## Task goal
The line containing "use eframe::egui;" marks the end; copy exactly all lines from the start of the material up to and including it.

## Dataset excerpts

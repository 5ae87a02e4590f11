use crate::mapper::controller::ImageMapper;
use crate::mapper::input::{PointerEvent, PointerSample, PointerTransition};
use crate::mapper::render::paint_display_list;
use crate::mapper::surface::DisplayList;
use eframe::egui;

fn targeted(mapper: &ImageMapper<DisplayList>, base: PointerEvent, index: usize) -> PointerEvent {
    let mut event = base;
    event.target_shape = mapper.props().map.areas.get(index).map(|a| a.shape);
    event
}

/// What happened to the image map during this frame.
#[derive(Debug)]
pub struct MapperResponse {
    pub response: egui::Response,
    /// Area under the pointer after this frame's events.
    pub hovered: Option<usize>,
    /// Href followed because a click was left to its default action.
    pub navigated: Option<String>,
}

/// Shows an [`ImageMapper`] over a loaded texture.
///
/// The first call mounts a [`DisplayList`] surface sized from the texture.
pub struct ImageMapperView<'a> {
    mapper: &'a mut ImageMapper<DisplayList>,
    texture: &'a egui::TextureHandle,
    follow_links: bool,
}

impl<'a> ImageMapperView<'a> {
    pub fn new(
        mapper: &'a mut ImageMapper<DisplayList>,
        texture: &'a egui::TextureHandle,
    ) -> Self {
        Self {
            mapper,
            texture,
            follow_links: true,
        }
    }

    /// When off, hrefs of un-prevented clicks are reported but not opened.
    pub fn follow_links(mut self, follow: bool) -> Self {
        self.follow_links = follow;
        self
    }

    pub fn show(self, ui: &mut egui::Ui) -> MapperResponse {
        let Self {
            mapper,
            texture,
            follow_links,
        } = self;

        let natural = texture.size_vec2();
        if mapper.lifecycle().is_ready() {
            mapper.set_intrinsic_size(natural);
        } else {
            mapper.mount(DisplayList::default(), natural);
        }

        let size = mapper.display_size();
        let (rect, response) = ui.allocate_exact_size(size, egui::Sense::click());

        let painter = ui.painter_at(rect);
        painter.image(
            texture.id(),
            rect,
            egui::Rect::from_min_max(egui::pos2(0.0, 0.0), egui::pos2(1.0, 1.0)),
            egui::Color32::WHITE,
        );

        let (hover_pos, delta, clicked, modifiers) = ui.input(|i| {
            (
                i.pointer.hover_pos(),
                i.pointer.delta(),
                i.pointer.primary_clicked(),
                i.modifiers,
            )
        });
        let visible = ui.clip_rect().intersect(rect);
        let pointer = hover_pos.filter(|p| visible.contains(*p));
        let local = pointer.map(|p| (p - rect.min).to_pos2());

        let sample = PointerSample {
            hit: local.and_then(|p| mapper.hit_test(p)),
            over_image: local.is_some(),
            moved: delta != egui::Vec2::ZERO,
            clicked,
        };
        let transitions = mapper.tracker_mut().update(sample);

        let base_event =
            PointerEvent::new(local.unwrap_or(egui::Pos2::ZERO)).with_modifiers(modifiers);

        let mut navigated = None;
        for transition in transitions {
            tracing::trace!(?transition, "image map pointer transition");
            match transition {
                PointerTransition::Enter(index) => {
                    let event = targeted(mapper, base_event, index);
                    mapper.hover_on(index, event);
                }
                PointerTransition::Leave(index) => {
                    let event = targeted(mapper, base_event, index);
                    mapper.hover_off(index, event);
                }
                PointerTransition::Move(index) => {
                    let event = targeted(mapper, base_event, index);
                    mapper.mouse_move(index, event);
                }
                PointerTransition::Click(index) => {
                    let event = targeted(mapper, base_event, index);
                    let event = event.with_button(egui::PointerButton::Primary);
                    let event = mapper.click(index, event);
                    if let Some(href) = mapper.navigation_target(index, &event) {
                        if follow_links {
                            ui.ctx().open_url(egui::OpenUrl::same_tab(href));
                        }
                        navigated = Some(href.to_owned());
                    }
                }
                PointerTransition::ImageMove => mapper.image_mouse_move(base_event),
                PointerTransition::ImageClick => {
                    mapper.image_click(base_event.with_button(egui::PointerButton::Primary));
                }
            }
        }

        let hovered = mapper.hovered_area();
        if hovered.is_some() && mapper.has_click_handler() {
            ui.ctx().set_cursor_icon(egui::CursorIcon::PointingHand);
        }

        if let Some(list) = mapper.surface() {
            paint_display_list(&painter, list, rect.min);
        }

        MapperResponse {
            response,
            hovered,
            navigated,
        }
    }
}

## Solution for this problem
repository 5ae87a02e4590f11
use crate::mapper::controller::ImageMapper;
use crate::mapper::input::{PointerEvent, PointerSample, PointerTransition};
use crate::mapper::render::paint_display_list;
use crate::mapper::surface::DisplayList;
use eframe::egui;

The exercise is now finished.